Peter Reber in der Hitparade? Ja.
Peter Reber bei seinem Auftritt in der Sendung «Die grössten Schweizer Hits» (Keystone)
Quiiietsch-knaaarz-quäääk... nein, ich habe meine Eltern vor Weihnachten nie beneidet. Fünf Gofen und jeder meinte, er werde mit seiner Neuinterpretation von «Stille Nacht» ins MTV-Programm aufgenommen. Von Trompete über Posaune bis hin zu Geige und Blockflöte haben meine Eltern alles durchgemacht.
Und wie wenn die Vergangenheit nicht schon hart genug wäre, meint noch heute jedes Thomi-Kind an Weihnacht, es müsse beweisen, dass es noch immer eine schräge Cis-Moll-Tonleiter in die Blockflöte «söifern» kann. Wie halten das meine Eltern nur immer wieder aus? Ist es Resignation gepaart mit unglaublicher Schauspielkunst oder doch nur Vater Thomis Weihnachtswein? Rebers hatten es da einfacher.
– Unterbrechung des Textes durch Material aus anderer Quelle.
#[cfg(test)]
mod tests {
    use super::*;
    use crate::submit::RecordingNotifier;
    use combo_core::event::{KeyEventKind, Modifiers, PasteEvent};

    fn combo() -> Combobox {
        Combobox::new(
            ReferenceList::new([
                "Australia",
                "Austria",
                "Mongolia",
                "Somalia",
                "United Kingdom",
                "United States",
            ]),
            ComboboxConfig::default(),
        )
    }

    fn key(combo: &mut Combobox, code: KeyCode) -> Option<ComboboxAction> {
        combo.handle_event(&Event::key(code))
    }

    fn type_str(combo: &mut Combobox, text: &str) {
        for c in text.chars() {
            key(combo, KeyCode::Char(c));
        }
    }

    #[test]
    fn mounts_closed_and_empty() {
        let c = combo();
        assert_eq!(c.text(), "");
        assert_eq!(c.nav_state(), NavState::Closed);
        assert_eq!(c.focus(), Focus::Outside);
        assert!(c.view().listbox.hidden);
    }

    #[test]
    fn typing_opens_and_filters() {
        let mut c = combo();
        type_str(&mut c, "lia");
        assert_eq!(c.nav_state(), NavState::OpenUnselected);
        assert_eq!(c.matches(), vec!["Australia", "Mongolia", "Somalia"]);
        assert_eq!(c.focus(), Focus::Input);
    }

    #[test]
    fn typing_nonsense_shows_sentinel() {
        let mut c = combo();
        type_str(&mut c, "xx");
        assert!(c.is_open());
        assert_eq!(c.matches(), vec!["No results"]);
        key(&mut c, KeyCode::Down);
        assert_eq!(c.nav_state(), NavState::OpenUnselected);
        assert_eq!(key(&mut c, KeyCode::Enter), None);
        assert_eq!(c.text(), "xx");
    }

    #[test]
    fn arrow_down_on_empty_field_shows_everything() {
        let mut c = combo();
        key(&mut c, KeyCode::Down);
        assert_eq!(c.nav_state(), NavState::OpenSelected(0));
        assert_eq!(c.matches().len(), 6);
    }

    #[test]
    fn enter_commits_highlight() {
        let mut c = combo();
        type_str(&mut c, "united");
        key(&mut c, KeyCode::Down);
        key(&mut c, KeyCode::Down);
        let action = key(&mut c, KeyCode::Enter);
        assert_eq!(
            action,
            Some(ComboboxAction::Committed("United States".into()))
        );
        assert_eq!(c.text(), "United States");
        assert_eq!(c.nav_state(), NavState::Closed);
        assert_eq!(c.focus(), Focus::Input);
    }

    #[test]
    fn space_commits_without_inserting() {
        let mut c = combo();
        type_str(&mut c, "lia");
        key(&mut c, KeyCode::Down);
        key(&mut c, KeyCode::Char(' '));
        assert_eq!(c.text(), "Australia");
        assert!(!c.is_open());
    }

    #[test]
    fn space_on_empty_closed_field_is_noop() {
        let mut c = combo();
        key(&mut c, KeyCode::Char(' '));
        assert_eq!(c.text(), "");
        assert_eq!(c.nav_state(), NavState::Closed);
    }

    #[test]
    fn space_without_highlight_is_text() {
        let mut c = combo();
        type_str(&mut c, "united");
        key(&mut c, KeyCode::Char(' '));
        assert_eq!(c.text(), "united ");
        assert_eq!(c.matches(), vec!["United Kingdom", "United States"]);
    }

    #[test]
    fn escape_keeps_text() {
        let mut c = combo();
        type_str(&mut c, "aus");
        key(&mut c, KeyCode::Down);
        key(&mut c, KeyCode::Escape);
        assert_eq!(c.text(), "aus");
        assert_eq!(c.nav_state(), NavState::Closed);
        assert_eq!(c.focus(), Focus::Input);
    }

    #[test]
    fn tab_closes_and_hands_focus_on() {
        let mut c = combo();
        type_str(&mut c, "aus");
        assert_eq!(key(&mut c, KeyCode::Tab), Some(ComboboxAction::FocusNext));
        assert_eq!(c.nav_state(), NavState::Closed);
        assert_eq!(c.focus(), Focus::Outside);
        let back = Event::Key(KeyEvent::new(KeyCode::Tab).with_modifiers(Modifiers::SHIFT));
        assert_eq!(c.handle_event(&back), Some(ComboboxAction::FocusPrevious));
    }

    #[test]
    fn keystroke_discards_highlight() {
        let mut c = combo();
        type_str(&mut c, "a");
        key(&mut c, KeyCode::Down);
        key(&mut c, KeyCode::Down);
        key(&mut c, KeyCode::Down);
        assert_eq!(c.highlighted(), Some(2));
        type_str(&mut c, "l");
        assert_eq!(c.nav_state(), NavState::OpenUnselected);
    }

    #[test]
    fn release_events_are_ignored() {
        let mut c = combo();
        let release = Event::Key(KeyEvent::new(KeyCode::Char('a')).with_kind(KeyEventKind::Release));
        assert_eq!(c.handle_event(&release), None);
        assert_eq!(c.text(), "");
    }

    #[test]
    fn ctrl_u_clears_and_other_chords_do_nothing() {
        let mut c = combo();
        type_str(&mut c, "aus");
        let ctrl_a = Event::Key(KeyEvent::new(KeyCode::Char('a')).with_modifiers(Modifiers::CTRL));
        c.handle_event(&ctrl_a);
        assert_eq!(c.text(), "aus");
        let ctrl_u = Event::Key(KeyEvent::new(KeyCode::Char('u')).with_modifiers(Modifiers::CTRL));
        c.handle_event(&ctrl_u);
        assert_eq!(c.text(), "");
        assert!(c.is_open());
    }

    #[test]
    fn paste_is_a_text_change() {
        let mut c = combo();
        c.handle_event(&Event::Paste(PasteEvent::new("stan")));
        assert!(c.is_open());
        assert_eq!(c.match_list(), &MatchList::NoResults);
    }

    #[test]
    fn click_row_commits() {
        let mut c = combo();
        type_str(&mut c, "united");
        let action = c.click_row(1);
        assert_eq!(
            action,
            Some(ComboboxAction::Committed("United States".into()))
        );
        assert!(!c.is_open());
    }

    #[test]
    fn click_sentinel_row_is_noop() {
        let mut c = combo();
        type_str(&mut c, "xx");
        assert_eq!(c.click_row(0), None);
        assert!(c.is_open());
    }

    #[test]
    fn click_input_reopens_without_highlight() {
        let mut c = combo();
        c.click_input();
        assert_eq!(c.nav_state(), NavState::OpenUnselected);
        assert_eq!(c.focus(), Focus::Input);
        key(&mut c, KeyCode::Down);
        c.click_input();
        assert_eq!(c.nav_state(), NavState::OpenSelected(0));
    }

    #[test]
    fn toggle_respects_config() {
        let mut c = combo();
        c.click_toggle();
        assert!(c.is_open());
        c.click_toggle();
        assert!(!c.is_open());

        let mut hidden = Combobox::new(
            ReferenceList::new(["A"]),
            ComboboxConfig::default().with_toggle(false),
        );
        hidden.click_toggle();
        assert!(!hidden.is_open());
    }

    #[test]
    fn submit_reports_once_and_keeps_text() {
        let mut c = combo();
        let mut notes = RecordingNotifier::new();
        assert!(!c.submit(&mut notes).is_accepted());
        type_str(&mut c, "united");
        c.click_row(1);
        assert!(c.submit(&mut notes).is_accepted());
        assert_eq!(
            notes.messages(),
            &[
                "Please submit a valid country from the autocomplete.".to_string(),
                "Submitting country United States".to_string(),
            ]
        );
        assert_eq!(c.text(), "United States");
    }

    #[test]
    fn pointer_routing_uses_layout() {
        let mut c = combo();
        c.set_area(Rect::new(0, 0, 20, 1));
        c.handle_event(&Event::click(1, 0));
        assert!(c.is_open());
        // Row 2 is the third popup row: "Mongolia".
        let action = c.handle_event(&Event::click(1, 3));
        assert_eq!(action, Some(ComboboxAction::Committed("Mongolia".into())));
        c.handle_event(&Event::click(18, 0));
        assert!(c.is_open());
    }

    #[test]
    fn outside_clicks_need_a_subscription() {
        let listeners = DocumentListeners::new();
        let mut c = combo();
        c.set_area(Rect::new(0, 0, 20, 1));
        c.click_input();

        assert_eq!(c.handle_event(&Event::click(40, 10)), None);
        assert!(c.is_open());

        c.mount(&listeners);
        assert_eq!(listeners.len(), 1);
        assert_eq!(
            c.handle_event(&Event::click(40, 10)),
            Some(ComboboxAction::Blurred)
        );
        assert!(!c.is_open());
        assert_eq!(c.focus(), Focus::Outside);

        c.unmount();
        assert!(listeners.is_empty());
        assert_eq!(c.subscriber_id(), None);
    }

    #[test]
    fn window_blur_closes() {
        let mut c = combo();
        type_str(&mut c, "a");
        assert_eq!(
            c.handle_event(&Event::Focus(false)),
            Some(ComboboxAction::Blurred)
        );
        assert!(!c.is_open());
        assert_eq!(c.handle_event(&Event::Focus(false)), None);
    }

    #[test]
    fn scroll_follows_highlight() {
        let mut c = Combobox::new(
            ReferenceList::new((0..20).map(|i| format!("Item {i}"))),
            ComboboxConfig::default().with_max_visible_rows(5),
        );
        for _ in 0..8 {
            key(&mut c, KeyCode::Down);
        }
        assert_eq!(c.highlighted(), Some(7));
        assert_eq!(c.scroll_offset(), 3);
        for _ in 0..5 {
            key(&mut c, KeyCode::Up);
        }
        assert_eq!(c.highlighted(), Some(2));
        assert_eq!(c.scroll_offset(), 2);
        type_str(&mut c, "1");
        assert_eq!(c.scroll_offset(), 0);
    }
}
Rebers Kinder waren so musikalisch, die summten schon im Gebärsaal Beethovens «Ode an die Freude». Und noch heute tourt Papi Peter mit Tochter Nina vor Weihnachten durch die Kirchgemeindesäle. Und sie schaffen es sogar in die Album-Charts: «Nimm mi mit», Peter Reber und Nina neu auf Platz 7. Tröööt!